» **TASK BRIEF**: Up to and including the line containing "a nested node.", please reproduce the lines of the listing below, starting from the top.

» **DATA**:

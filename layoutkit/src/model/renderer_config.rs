use std::{collections::BTreeMap, fmt, str::FromStr};

use schemars::JsonSchema;
use serde::{Deserialize, Serialize};
use serde_json::Value;

use crate::model::descriptor::UiNode;

/// Presentation wrapper around a nested node.
///
/// Only the layout, display, responsive and accessibility hints are
/// interpreted; `interaction` and `animation` are carried for external
/// renderers.
#[derive(Debug, Clone, PartialEq, Serialize, Deserialize, JsonSchema)]
#[serde(rename_all = "camelCase", deny_unknown_fields)]
pub struct RendererConfig {
    /// Wrapped node.
    pub component_detail: UiNode,
    /// Rendering mode such as `default`, `compact` or `card`.
    #[serde(default, skip_serializing_if = "Option::is_none")]
    pub mode: Option<String>,
    #[serde(default, skip_serializing_if = "Option::is_none")]
    pub layout: Option<LayoutHints>,
    #[serde(default, skip_serializing_if = "Option::is_none")]
    pub interaction: Option<InteractionHints>,
    #[serde(default, skip_serializing_if = "Option::is_none")]
    pub display: Option<DisplayHints>,
    #[serde(default, skip_serializing_if = "Option::is_none")]
    pub responsive: Option<ResponsiveHints>,
    #[serde(default, skip_serializing_if = "Option::is_none")]
    pub animation: Option<Value>,
    #[serde(default, skip_serializing_if = "Vec::is_empty")]
    pub css_classes: Vec<String>,
    /// Inline style overrides, applied last.
    #[serde(default, skip_serializing_if = "BTreeMap::is_empty")]
    pub custom_styles: BTreeMap<String, CssValue>,
    #[serde(default, skip_serializing_if = "Option::is_none")]
    pub accessibility: Option<AccessibilityHints>,
}

impl RendererConfig {
    /// Wrap a node with no hints.
    pub fn wrap(node: impl Into<UiNode>) -> Self {
        Self {
            component_detail: node.into(),
            mode: None,
            layout: None,
            interaction: None,
            display: None,
            responsive: None,
            animation: None,
            css_classes: Vec::new(),
            custom_styles: BTreeMap::new(),
            accessibility: None,
        }
    }

    /// Whether the wrapper asks to be hidden on `viewport`.
    pub fn hidden_on(&self, viewport: Viewport) -> bool {
        self.responsive
            .as_ref()
            .is_some_and(|r| r.hidden_on.contains(&viewport))
    }

    /// Layout and display hints with the breakpoint override for `viewport` applied.
    pub fn effective_hints(
        &self,
        viewport: Option<Viewport>,
    ) -> (Option<LayoutHints>, Option<DisplayHints>) {
        let mut layout = self.layout.clone();
        let mut display = self.display.clone();

        let over = viewport.and_then(|v| {
            self.responsive
                .as_ref()
                .and_then(|r| r.breakpoints.as_ref())
                .and_then(|b| b.get(v))
        });

        if let Some(over) = over {
            if let Some(l) = &over.layout {
                layout = Some(layout.unwrap_or_default().overlay(l));
            }
            if let Some(d) = &over.display {
                display = Some(display.unwrap_or_default().overlay(d));
            }
        }
        (layout, display)
    }
}

/// A CSS length or keyword: either a number or a string.
#[derive(Debug, Clone, PartialEq, Serialize, Deserialize, JsonSchema)]
#[serde(untagged)]
pub enum CssValue {
    Number(f64),
    Text(String),
}

impl CssValue {
    pub fn to_value(&self) -> Value {
        match self {
            CssValue::Number(n) => serde_json::Number::from_f64(*n)
                .map(Value::Number)
                .unwrap_or(Value::Null),
            CssValue::Text(s) => Value::String(s.clone()),
        }
    }

    /// Zero and empty values count as unset.
    pub fn is_set(&self) -> bool {
        match self {
            CssValue::Number(n) => *n != 0.0,
            CssValue::Text(s) => !s.is_empty(),
        }
    }
}

#[derive(Debug, Clone, Default, PartialEq, Serialize, Deserialize, JsonSchema)]
#[serde(rename_all = "camelCase", deny_unknown_fields)]
pub struct LayoutHints {
    /// `block`, `inline`, `flex`, `grid`, ...
    #[serde(default, skip_serializing_if = "Option::is_none")]
    pub display: Option<String>,
    #[serde(default, skip_serializing_if = "Option::is_none")]
    pub columns: Option<u32>,
    #[serde(default, skip_serializing_if = "Option::is_none")]
    pub spacing: Option<CssValue>,
    /// `left`, `center`, `right` or `justify`.
    #[serde(default, skip_serializing_if = "Option::is_none")]
    pub alignment: Option<String>,
}

impl LayoutHints {
    fn overlay(self, other: &LayoutHints) -> LayoutHints {
        LayoutHints {
            display: other.display.clone().or(self.display),
            columns: other.columns.or(self.columns),
            spacing: other.spacing.clone().or(self.spacing),
            alignment: other.alignment.clone().or(self.alignment),
        }
    }
}

#[derive(Debug, Clone, Default, PartialEq, Serialize, Deserialize, JsonSchema)]
#[serde(rename_all = "camelCase", deny_unknown_fields)]
pub struct InteractionHints {
    #[serde(default, skip_serializing_if = "Option::is_none")]
    pub clickable: Option<bool>,
    #[serde(default, skip_serializing_if = "Option::is_none")]
    pub hoverable: Option<bool>,
    #[serde(default, skip_serializing_if = "Option::is_none")]
    pub draggable: Option<bool>,
    #[serde(default, skip_serializing_if = "Option::is_none")]
    pub keyboard_navigable: Option<bool>,
}

#[derive(Debug, Clone, Default, PartialEq, Serialize, Deserialize, JsonSchema)]
#[serde(rename_all = "camelCase", deny_unknown_fields)]
pub struct DisplayHints {
    #[serde(default, skip_serializing_if = "Option::is_none")]
    pub show_border: Option<bool>,
    #[serde(default, skip_serializing_if = "Option::is_none")]
    pub show_shadow: Option<bool>,
    #[serde(default, skip_serializing_if = "Option::is_none")]
    pub background_color: Option<String>,
    #[serde(default, skip_serializing_if = "Option::is_none")]
    pub text_color: Option<String>,
    #[serde(default, skip_serializing_if = "Option::is_none")]
    pub border_radius: Option<CssValue>,
    /// Opacity level between 0 and 1.
    #[serde(default, skip_serializing_if = "Option::is_none")]
    pub opacity: Option<f64>,
}

impl DisplayHints {
    fn overlay(self, other: &DisplayHints) -> DisplayHints {
        DisplayHints {
            show_border: other.show_border.or(self.show_border),
            show_shadow: other.show_shadow.or(self.show_shadow),
            background_color: other.background_color.clone().or(self.background_color),
            text_color: other.text_color.clone().or(self.text_color),
            border_radius: other.border_radius.clone().or(self.border_radius),
            opacity: other.opacity.or(self.opacity),
        }
    }
}

/// Screen size class used for responsive hints.
#[derive(Debug, Clone, Copy, PartialEq, Eq, Hash, Serialize, Deserialize, JsonSchema)]
#[serde(rename_all = "lowercase")]
pub enum Viewport {
    Mobile,
    Tablet,
    Desktop,
}

impl fmt::Display for Viewport {
    fn fmt(&self, f: &mut fmt::Formatter<'_>) -> fmt::Result {
        let s = match self {
            Viewport::Mobile => "mobile",
            Viewport::Tablet => "tablet",
            Viewport::Desktop => "desktop",
        };
        f.write_str(s)
    }
}

impl FromStr for Viewport {
    type Err = String;

    fn from_str(s: &str) -> Result<Self, Self::Err> {
        match s.to_ascii_lowercase().as_str() {
            "mobile" => Ok(Viewport::Mobile),
            "tablet" => Ok(Viewport::Tablet),
            "desktop" => Ok(Viewport::Desktop),
            other => Err(format!("unknown viewport: {other}")),
        }
    }
}

/// Per-viewport override of layout and display hints.
#[derive(Debug, Clone, Default, PartialEq, Serialize, Deserialize, JsonSchema)]
#[serde(rename_all = "camelCase")]
pub struct BreakpointOverride {
    #[serde(default, skip_serializing_if = "Option::is_none")]
    pub layout: Option<LayoutHints>,
    #[serde(default, skip_serializing_if = "Option::is_none")]
    pub display: Option<DisplayHints>,
}

#[derive(Debug, Clone, Default, PartialEq, Serialize, Deserialize, JsonSchema)]
#[serde(rename_all = "camelCase", deny_unknown_fields)]
pub struct Breakpoints {
    #[serde(default, skip_serializing_if = "Option::is_none")]
    pub mobile: Option<BreakpointOverride>,
    #[serde(default, skip_serializing_if = "Option::is_none")]
    pub tablet: Option<BreakpointOverride>,
    #[serde(default, skip_serializing_if = "Option::is_none")]
    pub desktop: Option<BreakpointOverride>,
}

impl Breakpoints {
    pub fn get(&self, viewport: Viewport) -> Option<&BreakpointOverride> {
        match viewport {
            Viewport::Mobile => self.mobile.as_ref(),
            Viewport::Tablet => self.tablet.as_ref(),
            Viewport::Desktop => self.desktop.as_ref(),
        }
    }
}

#[derive(Debug, Clone, Default, PartialEq, Serialize, Deserialize, JsonSchema)]
#[serde(rename_all = "camelCase", deny_unknown_fields)]
pub struct ResponsiveHints {
    #[serde(default, skip_serializing_if = "Option::is_none")]
    pub breakpoints: Option<Breakpoints>,
    #[serde(default, skip_serializing_if = "Vec::is_empty")]
    pub hidden_on: Vec<Viewport>,
}

#[derive(Debug, Clone, Default, PartialEq, Serialize, Deserialize, JsonSchema)]
#[serde(rename_all = "camelCase", deny_unknown_fields)]
pub struct AccessibilityHints {
    #[serde(default, skip_serializing_if = "Option::is_none")]
    pub role: Option<String>,
    #[serde(default, skip_serializing_if = "Option::is_none")]
    pub aria_label: Option<String>,
    #[serde(default, skip_serializing_if = "Option::is_none")]
    pub aria_description: Option<String>,
    #[serde(default, skip_serializing_if = "Option::is_none")]
    pub tab_index: Option<i32>,
}

#[cfg(test)]
mod tests {
    use serde_json::json;

    use super::*;

    fn config() -> RendererConfig {
        serde_json::from_value(json!({
            "componentDetail": {"name": "layout"},
            "layout": {"display": "flex", "spacing": 0, "alignment": "left"},
            "responsive": {
                "breakpoints": {"mobile": {"layout": {"display": "block"}}},
                "hiddenOn": ["tablet"]
            },
            "display": {"backgroundColor": "#f0f2f5"}
        }))
        .unwrap()
    }

    #[test]
    fn test_breakpoint_override() {
        let cfg = config();

        let (layout, display) = cfg.effective_hints(Some(Viewport::Mobile));
        let layout = layout.unwrap();
        assert_eq!(layout.display.as_deref(), Some("block"));
        assert_eq!(layout.alignment.as_deref(), Some("left"));
        assert_eq!(display.unwrap().background_color.as_deref(), Some("#f0f2f5"));

        let (layout, _) = cfg.effective_hints(Some(Viewport::Desktop));
        assert_eq!(layout.unwrap().display.as_deref(), Some("flex"));
    }

    #[test]
    fn test_hidden_on() {
        let cfg = config();
        assert!(cfg.hidden_on(Viewport::Tablet));
        assert!(!cfg.hidden_on(Viewport::Mobile));
    }

    #[test]
    fn test_viewport_from_str() {
        assert_eq!("Mobile".parse::<Viewport>(), Ok(Viewport::Mobile));
        assert!("watch".parse::<Viewport>().is_err());
    }
}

» **FINISHED TASK**:
filename layoutkit/src/model/renderer_config.rs
use std::{collections::BTreeMap, fmt, str::FromStr};

use schemars::JsonSchema;
use serde::{Deserialize, Serialize};
use serde_json::Value;

use crate::model::descriptor::UiNode;

/// Presentation wrapper around a nested node.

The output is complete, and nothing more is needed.